Arthur Lander
Arthur Lander – the Donald Bren Professor of Developmental & Cell Biology at UCI – is a recognized leader in the field of systems biology, and his research is helping to identify the underlying causes for some cancers and birth defects. Daniel A. Anderson/UC Irvine

How does understanding the basics of what goes on in our tissues during normal development help us explain the causes and progression of diseases such as cancer? While attending a Society for Industrial & Applied Mathematics conference this summer on the life sciences, Arthur Lander – the Donald Bren Professor of Developmental & Cell Biology at UC Irvine – talked about the biological systems that control cell proliferation to achieve or maintain desired outcomes.

In this video, he explains that regulated growth not only is essential for biological development, but also establishes the context in which the out-of-control state we call cancer occurs. Lander’s research group builds mathematical models that mimic real tissues in order to understand normal growth control.

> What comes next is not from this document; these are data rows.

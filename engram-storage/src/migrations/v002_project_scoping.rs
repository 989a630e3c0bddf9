//! v002: project scoping columns on content_items and facts.

use rusqlite::Connection;

use engram_core::errors::EngramResult;

use super::add_column_if_missing;
use crate::to_storage_err;

pub fn migrate(conn: &Connection) -> EngramResult<()> {
    add_column_if_missing(conn, "content_items", "project_path", "TEXT")?;
    add_column_if_missing(conn, "facts", "scope", "TEXT NOT NULL DEFAULT 'project'")?;
    add_column_if_missing(conn, "facts", "project_path", "TEXT")?;

    conn.execute_batch(
        "
        CREATE INDEX IF NOT EXISTS idx_facts_scope ON facts(scope);
        CREATE INDEX IF NOT EXISTS idx_facts_project ON facts(project_path);
        ",
    )
    .map_err(|e| to_storage_err(e.to_string()))?;
    Ok(())
}
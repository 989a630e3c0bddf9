/// Ingestion pipeline errors.
#[derive(Debug, thiserror::Error)]
pub enum IngestError {
    #[error("ingestion failed for session {session_id}: {reason}")]
    Failed { session_id: String, reason: String },
}
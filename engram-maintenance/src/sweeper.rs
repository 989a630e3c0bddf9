//! Four sweep phases behind one wall-clock budget.
//!
//! Phases are independent; each runs only if budget remains, and each is
//! atomic to its own statement. The sweeper is the only component that
//! physically deletes anything.

use std::time::Instant;

use chrono::{Duration, Utc};

use engram_core::config::SweepConfig;
use engram_core::errors::EngramResult;
use engram_core::models::FactStatus;
use engram_storage::queries::{fts, maintenance};
use engram_storage::Store;

/// What one sweep did, and whether it stayed inside its budget.
#[derive(Debug, Clone, Copy, Default, PartialEq)]
pub struct SweepReport {
    pub proposed_expired: usize,
    pub disputed_expired: usize,
    pub provenance_pruned: usize,
    pub content_pruned: usize,
    pub elapsed_seconds: f64,
    pub budget_honored: bool,
}

pub struct Sweeper {
    config: SweepConfig,
}

impl Sweeper {
    pub fn new() -> Self {
        Self {
            config: SweepConfig::default(),
        }
    }

    pub fn with_config(config: SweepConfig) -> Self {
        Self { config }
    }

    /// Run with the configured budget.
    pub fn run(&self, store: &Store) -> EngramResult<SweepReport> {
        self.run_with_budget(store, self.config.budget_seconds)
    }

    /// Run with an explicit budget in seconds.
    pub fn run_with_budget(&self, store: &Store, budget_seconds: f64) -> EngramResult<SweepReport> {
        let started = Instant::now();
        let mut report = SweepReport::default();
        let within_budget = |started: &Instant| started.elapsed().as_secs_f64() <= budget_seconds;

        // Phase 1: proposed facts past their TTL.
        if within_budget(&started) {
            let cutoff = Utc::now() - Duration::days(self.config.proposed_ttl_days);
            report.proposed_expired = store.transaction_with_retry(|conn| {
                maintenance::expire_facts_older_than(conn, FactStatus::Proposed, cutoff)
            })?;
        }

        // Phase 2: disputed facts past their TTL.
        if within_budget(&started) {
            let cutoff = Utc::now() - Duration::days(self.config.disputed_ttl_days);
            report.disputed_expired = store.transaction_with_retry(|conn| {
                maintenance::expire_facts_older_than(conn, FactStatus::Disputed, cutoff)
            })?;
        }

        // Phase 3: provenance whose fact is gone.
        if within_budget(&started) {
            report.provenance_pruned =
                store.transaction_with_retry(maintenance::delete_orphaned_provenance)?;
        }

        // Phase 4: old content nothing references, plus its index rows.
        if within_budget(&started) {
            let cutoff = Utc::now() - Duration::days(self.config.content_retention_days);
            report.content_pruned = store.transaction_with_retry(|conn| {
                let deleted = maintenance::delete_unreferenced_content(conn, cutoff)?;
                fts::prune_index(conn)?;
                Ok(deleted)
            })?;
        }

        report.elapsed_seconds = started.elapsed().as_secs_f64();
        report.budget_honored = report.elapsed_seconds <= budget_seconds;

        tracing::info!(
            proposed = report.proposed_expired,
            disputed = report.disputed_expired,
            provenance = report.provenance_pruned,
            content = report.content_pruned,
            elapsed = report.elapsed_seconds,
            "sweep finished"
        );
        Ok(report)
    }
}

impl Default for Sweeper {
    fn default() -> Self {
        Self::new()
    }
}
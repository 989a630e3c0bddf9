//! StoreManager — owns the global and (lazily opened) project stores,
//! routes writes by scope, and promotes project facts to the global store.

use std::path::{Path, PathBuf};
use std::sync::OnceLock;

use engram_core::config::{StoreConfig, DB_RELATIVE_PATH};
use engram_core::errors::{EngramError, EngramResult};
use engram_core::models::{NewFact, NewProvenance, Scope};

use crate::engine::Store;
use crate::queries;

pub struct StoreManager {
    global: Store,
    project_path: Option<PathBuf>,
    project: OnceLock<Store>,
}

impl StoreManager {
    /// Open the global store now; the project store opens on first use.
    pub fn open(config: &StoreConfig, project_path: Option<&Path>) -> EngramResult<Self> {
        let global_path = match &config.global_db_path {
            Some(path) => path.clone(),
            None => dirs::home_dir()
                .map(|home| home.join(DB_RELATIVE_PATH))
                .ok_or(EngramError::Payload {
                    field: "global_db_path",
                })?,
        };
        let global = Store::open(&global_path)?;
        Ok(Self {
            global,
            project_path: project_path.map(Path::to_path_buf),
            project: OnceLock::new(),
        })
    }

    /// Both stores in memory (for testing). `project_path` is recorded for
    /// scope routing but nothing touches the filesystem.
    pub fn open_in_memory(project_path: Option<&Path>) -> EngramResult<Self> {
        let manager = Self {
            global: Store::open_in_memory()?,
            project_path: project_path.map(Path::to_path_buf),
            project: OnceLock::new(),
        };
        if manager.project_path.is_some() {
            let _ = manager.project.set(Store::open_in_memory()?);
        }
        Ok(manager)
    }

    pub fn global_store(&self) -> &Store {
        &self.global
    }

    pub fn project_path(&self) -> Option<&Path> {
        self.project_path.as_deref()
    }

    /// The project store, opened on first access. `None` when this manager
    /// has no project.
    pub fn project_store(&self) -> EngramResult<Option<&Store>> {
        let Some(project_path) = &self.project_path else {
            return Ok(None);
        };
        if self.project.get().is_none() {
            let store = Store::open(&StoreConfig::project_db_path(project_path))?;
            // A concurrent initializer may have won; the losing store is
            // simply dropped.
            let _ = self.project.set(store);
        }
        Ok(self.project.get())
    }

    /// Route a write to the store owning the given scope.
    pub fn store_for_scope(&self, scope: Scope) -> EngramResult<&Store> {
        match scope {
            Scope::Global => Ok(&self.global),
            Scope::Project => self.project_store()?.ok_or(EngramError::Payload {
                field: "project_path",
            }),
        }
    }

    /// Copy a project fact into the global store.
    ///
    /// Subject and object entities are remapped by slug. The clone is
    /// `scope=global` with no project path, and its provenance is copied
    /// without content references (the content belongs to the project
    /// store). The project-side fact is left untouched. Returns the new
    /// global fact id, or `None` when the source fact or its subject cannot
    /// be found.
    pub fn promote_fact(&self, fact_id: i64) -> EngramResult<Option<i64>> {
        let Some(project) = self.project_store()? else {
            return Ok(None);
        };

        let Some(fact) = project.get_fact(fact_id)? else {
            return Ok(None);
        };
        let Some(subject) = project.get_entity(fact.subject_entity_id)? else {
            return Ok(None);
        };
        let object = match fact.object_entity_id {
            Some(id) => project.get_entity(id)?,
            None => None,
        };
        let provenance =
            project.read(|conn| queries::provenance_ops::provenance_for_fact(conn, fact_id))?;

        let project_label = self
            .project_path
            .as_deref()
            .map(|p| p.display().to_string())
            .unwrap_or_default();

        let global_id = self.global.transaction_with_retry(|conn| {
            let global_subject = queries::entity_ops::find_or_create_entity(
                conn,
                &subject.entity_type,
                &subject.canonical_name,
            )?;
            let global_object_id = match &object {
                Some(entity) => Some(
                    queries::entity_ops::find_or_create_entity(
                        conn,
                        &entity.entity_type,
                        &entity.canonical_name,
                    )?
                    .id,
                ),
                None => None,
            };

            let clone = NewFact {
                subject_entity_id: global_subject.id,
                predicate: fact.predicate.clone(),
                object_entity_id: global_object_id,
                object_literal: fact.object_literal.clone(),
                datatype: fact.datatype.clone(),
                polarity: fact.polarity,
                valid_from: fact.valid_from,
                status: fact.status,
                confidence: fact.confidence,
                created_from: Some(format!("promoted:{project_label}:{fact_id}")),
                scope: Scope::Global,
                project_path: None,
                embedding_json: fact.embedding_json.clone(),
            };
            let global_fact_id = queries::fact_ops::insert_fact(conn, &clone)?;

            for p in &provenance {
                queries::provenance_ops::insert_provenance(
                    conn,
                    &NewProvenance {
                        fact_id: global_fact_id,
                        content_item_id: None,
                        quote: p.quote.clone(),
                        attribution_entity_id: None,
                        strength: p.strength,
                    },
                )?;
            }
            Ok(global_fact_id)
        })?;

        Ok(Some(global_id))
    }
}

Using such models, his lab is learning how morphogenesis – the process by which tissues take on complex three-dimensional forms – can be achieved by turning growth on and off in certain locations, through regulated feedback between mature cells and the cells that produce them.

Lander is a recognized leader in the emerging field of systems biology, and his research is helping to identify the underlying causes for some cancers and birth defects. He’s the founding director of the campus’s Center for Complex Biological Systems. Founded in 2002, the center was the first of its kind in California dedicated to systems biology and employs the latest technology and computational methods to explore how networks of molecules, cells, tissues and organs interact in complex, dynamic ways to enable reliable biological functions.